For those who do not know it, nitrogen is an inert nitrogen gas. It is therefore not very reactive in contact with other elements and chemicals. Nitrogen gas is very abundant since it represents about 78% of the atmosphere. This means that we breathe more nitrogen than any other element on a daily basis.
Bearing the atomic number 7, nitrogen was discovered in 1772 by the Scottish physician Daniel Rutherford, who removed oxygen and carbon dioxide from the air, proving that the remaining nitrogen gas could not ensure survival living organisms or burning.
Therefore, nitrogen gas has been used in various important applications. Its inertia allows it to offer essential protection to industries that must avoid any oxidation, such as food packaging, fire risk reduction, stainless steel production, wine bottling, chemical analysis, including gas chromatography (GC) and liquid chromatography-mass spectrometry (LC-MS).

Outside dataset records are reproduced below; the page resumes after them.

use super::condition;
use super::types::{Breakpoint, BreakpointKind, BreakpointSpec, ResolvedLocation};
use crate::inspector::InspectorClient;
use crate::sourcemap::{OriginalToGenerated, SourceMapIndex};
use crate::{Error, Result};
use serde_json::{json, Value};
use std::collections::HashMap;
use std::sync::atomic::{AtomicU64, Ordering};
use std::sync::Arc;
use tokio::sync::RwLock;
use tracing::debug;

/// Owns the canonical breakpoint list for one Session (§4.4). Reconciles
/// local definitions with inspector-assigned identifiers.
pub struct BreakpointRegistry {
    inspector: Arc<InspectorClient>,
    source_maps: Arc<SourceMapIndex>,
    breakpoints: RwLock<HashMap<String, Breakpoint>>,
    next_id: AtomicU64,
}

impl BreakpointRegistry {
    pub fn new(inspector: Arc<InspectorClient>, source_maps: Arc<SourceMapIndex>) -> Self {
        Self {
            inspector,
            source_maps,
            breakpoints: RwLock::new(HashMap::new()),
            next_id: AtomicU64::new(1),
        }
    }

    fn mint_id(&self) -> String {
        format!("bp-{}", self.next_id.fetch_add(1, Ordering::SeqCst))
    }

    pub async fn add(&self, spec: BreakpointSpec) -> Result<Breakpoint> {
        let id = self.mint_id();
        let mut bp = match spec {
            BreakpointSpec::Line {
                file,
                line,
                column,
                condition,
                hit_count,
                log_message,
            } => Breakpoint {
                id: id.clone(),
                kind: BreakpointKind::Line { file, line, column },
                condition,
                hit_count,
                log_message,
                enabled: true,
                hits: 0,
                inspector_id: None,
                locations: Vec::new(),
            },
            BreakpointSpec::Function {
                name_pattern,
                condition,
            } => Breakpoint {
                id: id.clone(),
                kind: BreakpointKind::Function { name_pattern },
                condition,
                hit_count: None,
                log_message: None,
                enabled: true,
                hits: 0,
                inspector_id: None,
                locations: Vec::new(),
            },
            BreakpointSpec::Exception {
                break_on_caught,
                break_on_uncaught,
                name_filter,
            } => Breakpoint {
                id: id.clone(),
                kind: BreakpointKind::Exception {
                    break_on_caught,
                    break_on_uncaught,
                    name_filter,
                },
                condition: None,
                hit_count: None,
                log_message: None,
                enabled: true,
                hits: 0,
                inspector_id: None,
                locations: Vec::new(),
            },
        };

        self.arm(&mut bp).await?;
        self.breakpoints.write().await.insert(id, bp.clone());
        Ok(bp)
    }

    async fn arm(&self, bp: &mut Breakpoint) -> Result<()> {
        let effective_condition = condition::compose(bp);

        match bp.kind.clone() {
            BreakpointKind::Line { file, line, column } => {
                let (url, gen_line, gen_col) =
                    match self.source_maps.original_to_generated(&file, line).await {
                        OriginalToGenerated::Found(pos) => {
                            (pos.script_url, pos.line, Some(pos.column))
                        }
                        _ => (file_to_url(&file), line.saturating_sub(1), column),
                    };

                let mut params = json!({ "url": url, "lineNumber": gen_line });
                if let Some(col) = gen_col {
                    params["columnNumber"] = json!(col);
                }
                if let Some(cond) = &effective_condition {
                    params["condition"] = json!(cond);
                }

                let result = self
                    .inspector
                    .send("Debugger.setBreakpointByUrl", Some(params))
                    .await?;
                bp.inspector_id = result
                    .get("breakpointId")
                    .and_then(Value::as_str)
                    .map(String::from);
                bp.locations = parse_locations(&result);
            }
            BreakpointKind::Function { name_pattern } => {
                let lookup = self
                    .inspector
                    .send(
                        "Runtime.evaluate",
                        Some(json!({ "expression": name_pattern, "returnByValue": false })),
                    )
                    .await?;
                let object_id = lookup
                    .get("result")
                    .and_then(|r| r.get("objectId"))
                    .and_then(Value::as_str)
                    .ok_or_else(|| {
                        Error::InvalidLocation(format!("function `{name_pattern}` not found"))
                    })?;

                let mut params = json!({ "objectId": object_id });
                if let Some(cond) = &effective_condition {
                    params["condition"] = json!(cond);
                }
                let result = self
                    .inspector
                    .send("Debugger.setBreakpointOnFunctionCall", Some(params))
                    .await?;
                bp.inspector_id = result
                    .get("breakpointId")
                    .and_then(Value::as_str)
                    .map(String::from);
            }
            BreakpointKind::Exception {
                break_on_caught,
                break_on_uncaught,
                ..
            } => {
                let state = match (bp.enabled, break_on_caught, break_on_uncaught) {
                    (false, _, _) => "none",
                    (true, true, _) => "all",
                    (true, false, true) => "uncaught",
                    (true, false, false) => "none",
                };
                self.inspector
                    .send(
                        "Debugger.setPauseOnExceptions",
                        Some(json!({ "state": state })),
                    )
                    .await?;
                bp.inspector_id = Some(bp.id.clone());
            }
        }

        Ok(())
    }

    async fn disarm(&self, bp: &Breakpoint) -> Result<()> {
        match &bp.kind {
            BreakpointKind::Exception { .. } => {
                self.inspector
                    .send(
                        "Debugger.setPauseOnExceptions",
                        Some(json!({ "state": "none" })),
                    )
                    .await?;
            }
            _ => {
                if let Some(inspector_id) = &bp.inspector_id {
                    self.inspector
                        .send(
                            "Debugger.removeBreakpoint",
                            Some(json!({ "breakpointId": inspector_id })),
                        )
                        .await?;
                }
            }
        }
        Ok(())
    }

    /// Idempotent: a missing id is reported as `BreakpointNotFound`, never
    /// as a panic or session-terminating condition.
    pub async fn remove(&self, id: &str) -> Result<()> {
        let bp = {
            let mut breakpoints = self.breakpoints.write().await;
            breakpoints
                .remove(id)
                .ok_or_else(|| Error::BreakpointNotFound(id.to_string()))?
        };
        self.disarm(&bp).await
    }

    /// Flips `enabled`; local id, kind, and condition are unchanged.
    pub async fn toggle(&self, id: &str) -> Result<Breakpoint> {
        let was_enabled = {
            let breakpoints = self.breakpoints.read().await;
            let bp = breakpoints
                .get(id)
                .ok_or_else(|| Error::BreakpointNotFound(id.to_string()))?;
            bp.enabled
        };

        if was_enabled {
            let bp = {
                let mut breakpoints = self.breakpoints.write().await;
                let bp = breakpoints.get_mut(id).unwrap();
                bp.enabled = false;
                bp.clone()
            };
            self.disarm(&bp).await?;
            let mut breakpoints = self.breakpoints.write().await;
            let bp = breakpoints.get_mut(id).unwrap();
            bp.inspector_id = None;
            bp.locations.clear();
            Ok(bp.clone())
        } else {
            let mut bp = {
                let breakpoints = self.breakpoints.read().await;
                breakpoints.get(id).unwrap().clone()
            };
            bp.enabled = true;
            self.arm(&mut bp).await?;
            let mut breakpoints = self.breakpoints.write().await;
            breakpoints.insert(id.to_string(), bp.clone());
            Ok(bp)
        }
    }

    pub async fn list(&self) -> Vec<Breakpoint> {
        self.breakpoints.read().await.values().cloned().collect()
    }

    /// Called by the Session dispatcher on every `Debugger.paused` to
    /// reconcile inspector-supplied hit breakpoint ids against the
    /// registry (§4.6).
    pub async fn record_hits(&self, inspector_breakpoint_ids: &[String]) {
        if inspector_breakpoint_ids.is_empty() {
            return;
        }
        let mut breakpoints = self.breakpoints.write().await;
        for bp in breakpoints.values_mut() {
            if let Some(inspector_id) = &bp.inspector_id {
                if inspector_breakpoint_ids.contains(inspector_id) {
                    bp.hits += 1;
                    debug!("breakpoint {} hit (count {})", bp.id, bp.hits);
                }
            }
        }
    }
}

fn file_to_url(path: &str) -> String {
    if path.starts_with("file://") || path.starts_with("http://") || path.starts_with("https://") {
        path.to_string()
    } else {
        format!("file://{path}")
    }
}

fn parse_locations(result: &Value) -> Vec<ResolvedLocation> {
    result
        .get("locations")
        .and_then(Value::as_array)
        .map(|locs| {
            locs.iter()
                .filter_map(|loc| {
                    Some(ResolvedLocation {
                        script_id: loc.get("scriptId")?.as_str()?.to_string(),
                        line: loc.get("lineNumber")?.as_u64()? as u32,
                        column: loc.get("columnNumber").and_then(Value::as_u64).unwrap_or(0) as u32,
                    })
                })
                .collect()
        })
        .unwrap_or_default()
}

#[cfg(test)]
mod tests {
    use super::*;
    use crate::inspector::transport_trait::InspectorTransportTrait;
    use async_trait::async_trait;
    use mockall::mock;
    use std::time::Duration;

    mock! {
        pub TestTransport {}

        #[async_trait]
        impl InspectorTransportTrait for TestTransport {
            async fn send_text(&mut self, text: String) -> Result<()>;
            async fn recv_text(&mut self) -> Result<String>;
            async fn close(&mut self) -> Result<()>;
        }
    }

    fn registry_with(mock: MockTestTransport) -> BreakpointRegistry {
        let client = InspectorClient::new_with_transport(Box::new(mock), Duration::from_secs(1));
        BreakpointRegistry::new(Arc::new(client), Arc::new(SourceMapIndex::new()))
    }

    #[tokio::test]
    async fn add_line_breakpoint_resolves_locations_and_inspector_id() {
        let mut mock = MockTestTransport::new();
        mock.expect_send_text().times(1).returning(|_| Ok(()));
        mock.expect_recv_text().times(1).returning(|| {
            Ok(serde_json::json!({
                "id": 1,
                "result": {
                    "breakpointId": "insp-1",
                    "locations": [{"scriptId": "7", "lineNumber": 9, "columnNumber": 2}]
                }
            })
            .to_string())
        });
        mock.expect_recv_text()
            .returning(|| Err(Error::Disconnected));
        mock.expect_close().returning(|| Ok(()));

        let registry = registry_with(mock);
        let bp = registry
            .add(BreakpointSpec::Line {
                file: "/app/index.js".to_string(),
                line: 10,
                column: None,
                condition: None,
                hit_count: None,
                log_message: None,
            })
            .await
            .unwrap();

        assert_eq!(bp.inspector_id.as_deref(), Some("insp-1"));
        assert_eq!(bp.locations.len(), 1);
        assert_eq!(bp.locations[0].script_id, "7");

        let listed = registry.list().await;
        assert_eq!(listed.len(), 1);
        assert_eq!(listed[0].id, bp.id);
    }

    #[tokio::test]
    async fn unresolvable_function_breakpoint_returns_invalid_location() {
        let mut mock = MockTestTransport::new();
        mock.expect_send_text().times(1).returning(|_| Ok(()));
        mock.expect_recv_text().times(1).returning(|| {
            Ok(serde_json::json!({"id": 1, "result": {"result": {}}}).to_string())
        });
        mock.expect_recv_text()
            .returning(|| Err(Error::Disconnected));
        mock.expect_close().returning(|| Ok(()));

        let registry = registry_with(mock);
        let err = registry
            .add(BreakpointSpec::Function {
                name_pattern: "missingFn".to_string(),
                condition: None,
            })
            .await
            .unwrap_err();

        assert!(matches!(err, Error::InvalidLocation(_)));
    }

    #[tokio::test]
    async fn remove_missing_id_returns_breakpoint_not_found() {
        let mut mock = MockTestTransport::new();
        mock.expect_send_text().returning(|_| Ok(()));
        mock.expect_recv_text()
            .returning(|| Err(Error::Disconnected));
        mock.expect_close().returning(|| Ok(()));

        let registry = registry_with(mock);
        let err = registry.remove("does-not-exist").await.unwrap_err();
        assert!(matches!(err, Error::BreakpointNotFound(id) if id == "does-not-exist"));
    }
}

Chromatography is a method of separating substances. Many laboratories use GC and LC-MS with nitrogen because this inert and affordable gas can be generated from compressed air. As an inert gas, nitrogen in the gas phase is very popular with gas chromatography and mass spectrometry applications because it does not react with the analyses. However, it is preferred to use helium and hydrogen for GC applications because of its relatively low optimal velocity. A growing number of laboratories are beginning to realize the potential of nitrogen as a carrier gas for GC applications. It is certainly suitable only for specific techniques, including gas chromatography, for which it nevertheless represents a particularly interesting solution.
The use of nitrogen gas in the laboratory
Laboratories have been performing analyzes using nitrogen gas for decades. In the past, laboratories had to obtain nitrogen in the form of bottles from the nearest plant, which in some cases could be very far away. Thus they provided the supply of chromatography instruments or detectors for the GC application to perform analyzes.
Since most mass spectrometers require a large volume of gas, the laboratories consumed all the bottles in a few days, especially if they used the LC-MS technique. They had to replace the bottles regularly and to do this, interrupt analyzes. In addition, the purity of the bottles gas is inconsistent because contaminants fill the empty space left by the gas consumed and mix with nitrogen gas. Impurities can react with the sample and interfere with analyzes.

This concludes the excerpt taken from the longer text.